Express checkout is built to skip steps, and the step it skips is the one where buyers look at their address. When someone pays with Shop Pay, Apple Pay, Google Pay, or PayPal, the shipping address comes from the wallet’s saved profile and the address form never appears. The order is placed with whatever the wallet had on file, and the buyer never sees a form, an autocomplete suggestion, or a prompt to look twice.
Why wallet addresses go wrong
Wallet addresses aren’t typed in a hurry; they’re typed once, years ago, and never looked at again. The classic failures:
- The buyer moved and never updated the wallet. The order ships to the old apartment.
- The saved address has no unit number, because the wallet’s form didn’t insist on one.
- The phone autofilled a work address, a parent’s house, or a years-old default, and the buyer confirmed the payment sheet without reading the fine print.
The buyer doesn’t notice because the whole point of a wallet is not having to look. You find out three weeks later, on the carrier invoice.
What still works at checkout: your Block rules
Your Block at checkout rules run server-side, inside checkout itself, so they apply on every payment method — wallets included. A PO Box saved in Apple Pay still trips an active PO Box block, and the order can’t be completed with that address, the same as a typed one.
The buyer experience is rougher, though, and it’s worth being honest about. Your block message is rendered by Shopify’s native checkout, and a wallet skips that screen — so the buyer doesn’t get the tidy message-and-fix flow a typed checkout shows. The order simply won’t go through (Google Pay can even block without surfacing a reason), and there’s no form on screen to correct. The hard block holds, but the conversation about a bad address — and any probable-typo fix — has to happen right after the order is placed.

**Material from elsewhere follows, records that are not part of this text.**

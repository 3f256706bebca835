//! Entitlement window representation
//!
//! The entitlement window is the 52 whole weeks ending on a child's claim
//! expiry date. Allocations outside it are ignored and allocations straddling
//! its edges are clipped.

use chrono::{Duration, NaiveDate};
use serde::{Deserialize, Serialize};
use std::fmt;

/// Length of the entitlement window in days (52 weeks)
pub const WINDOW_DAYS: i64 = 364;

/// An inclusive date range within which a child's allocations count
#[derive(Debug, Clone, Copy, PartialEq, Eq, Hash, Serialize, Deserialize)]
pub struct EntitlementWindow {
    start: NaiveDate,
    end: NaiveDate,
}

impl EntitlementWindow {
    /// Create a window from explicit bounds
    ///
    /// Returns `None` if `start` is after `end`.
    pub fn new(start: NaiveDate, end: NaiveDate) -> Option<Self> {
        if start > end {
            return None;
        }
        Some(Self { start, end })
    }

    /// Derive the 52-week window ending on the claim expiry date
    pub fn from_claim_until(claim_until: NaiveDate) -> Self {
        Self {
            start: claim_until - Duration::days(WINDOW_DAYS) + Duration::days(1),
            end: claim_until,
        }
    }

    /// First day of the window
    pub fn start(&self) -> NaiveDate {
        self.start
    }

    /// Last day of the window (inclusive)
    pub fn end(&self) -> NaiveDate {
        self.end
    }

    /// Check if a date falls within this window
    pub fn contains(&self, date: NaiveDate) -> bool {
        date >= self.start && date <= self.end
    }

    /// Check if the inclusive range `[start, end]` touches the window
    pub fn overlaps(&self, start: NaiveDate, end: NaiveDate) -> bool {
        !(start > self.end || end < self.start)
    }

    /// Clip an inclusive range to the window bounds
    pub fn clip(&self, start: NaiveDate, end: NaiveDate) -> (NaiveDate, NaiveDate) {
        (start.max(self.start), end.min(self.end))
    }

    /// Number of days covered by the window
    pub fn days(&self) -> i64 {
        (self.end - self.start).num_days() + 1
    }
}

impl fmt::Display for EntitlementWindow {
    fn fmt(&self, f: &mut fmt::Formatter<'_>) -> fmt::Result {
        write!(f, "{}..{}", self.start, self.end)
    }
}

#[cfg(test)]
mod tests {
    use super::*;

    fn date(y: i32, m: u32, d: u32) -> NaiveDate {
        NaiveDate::from_ymd_opt(y, m, d).unwrap()
    }

    #[test]
    fn test_from_claim_until_spans_52_weeks() {
        let window = EntitlementWindow::from_claim_until(date(2025, 8, 17));
        assert_eq!(window.end(), date(2025, 8, 17));
        assert_eq!(window.start(), date(2024, 8, 19));
        assert_eq!(window.days(), 364);
    }

    #[test]
    fn test_new_rejects_inverted_bounds() {
        assert!(EntitlementWindow::new(date(2025, 2, 1), date(2025, 1, 1)).is_none());
        assert!(EntitlementWindow::new(date(2025, 1, 1), date(2025, 1, 1)).is_some());
    }

    #[test]
    fn test_overlaps_and_clip() {
        let window = EntitlementWindow::new(date(2025, 1, 1), date(2025, 1, 19)).unwrap();

        assert!(window.overlaps(date(2024, 12, 30), date(2025, 1, 5)));
        assert!(!window.overlaps(date(2024, 12, 20), date(2024, 12, 31)));
        assert!(!window.overlaps(date(2025, 1, 20), date(2025, 1, 26)));

        assert_eq!(
            window.clip(date(2024, 12, 30), date(2025, 1, 5)),
            (date(2025, 1, 1), date(2025, 1, 5))
        );
        assert_eq!(
            window.clip(date(2025, 1, 13), date(2025, 1, 25)),
            (date(2025, 1, 13), date(2025, 1, 19))
        );
    }

    #[test]
    fn test_display() {
        let window = EntitlementWindow::new(date(2025, 1, 1), date(2025, 1, 19)).unwrap();
        assert_eq!(window.to_string(), "2025-01-01..2025-01-19");
        assert!(window.contains(date(2025, 1, 10)));
    }
}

How Address Verifier catches the rest
We verify the address on the thank-you page, seconds after payment. That surface renders for every order on every payment method, wallets included, which is exactly why it’s our primary one. A wallet order with a stale or incomplete address gets the same card as any other:

One tap applies the verified fix to the order, before anything ships. If the buyer closes the page, the prompt waits on the order status page they reach from their confirmation email. What your buyer sees walks through every state.
And because a wallet order can get checked on both pages, it’s worth saying plainly: that’s still one $0.04 charge, not two. Charges are counted per order, not per check.
The practical takeaway
For most stores, express checkout is where the largest share of correctable addresses comes from, precisely because nobody re-reads a saved address. Keep your hard policy rules on Block so wallets can’t slip a PO Box through, and let the post-purchase prompt handle the typos and missing units that no checkout, native or otherwise, gets a chance to ask about.